Et il eut devant les yeux cette figure de cauchemar, le regard de son fils dans les yeux de sa femme, le sourire de l’un sur les lèvres de l’autre…

« Vous ne vous êtes trompé que sur un seul point, reprit-elle. Mais cette erreur aussi était voulue. Je ne suis pas votre mort. Vous avez encore un long chemin à parcourir et je me garderai bien de vous emmener avant votre heure. Je reviendrai un jour, et cette fois, ce sera la bonne, c’est certain ; j’essaierai d’être moins insignifiante, puisque vous détestez les gens ordinaires. Aujourd’hui, j’étais simplement venue… Mais non. Dans une minute, très exactement, le téléphone va sonner. Vous saurez ce que j’étais venue vous apprendre. Je préfère que ce soit les autres qui se chargent d’un tel message. La mort elle-même répugne à faire certaines besognes… » Il tenta un dernier effort, monstrueux, surhumain. « Le téléphone ne sonnera pas, cria-t-il. Allez-vous en ! »
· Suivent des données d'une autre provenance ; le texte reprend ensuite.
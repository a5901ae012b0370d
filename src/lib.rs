pub mod app;
mod catalog;
pub mod config;
pub mod domain;
pub mod error;
pub mod fs_util;
pub mod output;
pub mod parsers;
pub mod plan;
pub mod query;
pub mod registry;
pub mod store;
pub mod template;
pub mod transport;
pub mod version;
Elle ne répondit pas. Elle continuait de le regarder et dans ses yeux, brilla tout à coup une lueur de pitié et de compassion. La sonnerie du téléphone retentit, stridente. D’un geste, elle lui indiqua l’appareil, posé sur le bureau. Toute volonté abolie, il décrocha, murmura quelques mots. Puis le combiné lui échappa des mains et tomba sur la table avec un bruit sec. Quelque chose d’atroce montait en lui, quelque chose qu’il ne connaissait pas, dont il ignorait le nom.

« Une route enneigée, dit-elle en enfilant ses gants. Du verglas, du vent. Un mauvais conducteur qui va trop vite, comme l’imbécile qu’il est. Il n’en faut pas plus pour jeter une voiture contre un arbre. Deux morts. » Il s’était laissé glisser à terre, anéanti. Dans le combiné résonnait une voix qui répétait « allo ! allo ! ». Elle raccrocha doucement, se pencha vers lui et posa la main sur son épaule. « Une consolation pour vous. On vous l’a dit au téléphone : votre femme et votre fils n’ont pas souffert. Ils ont été tués sur le coup. »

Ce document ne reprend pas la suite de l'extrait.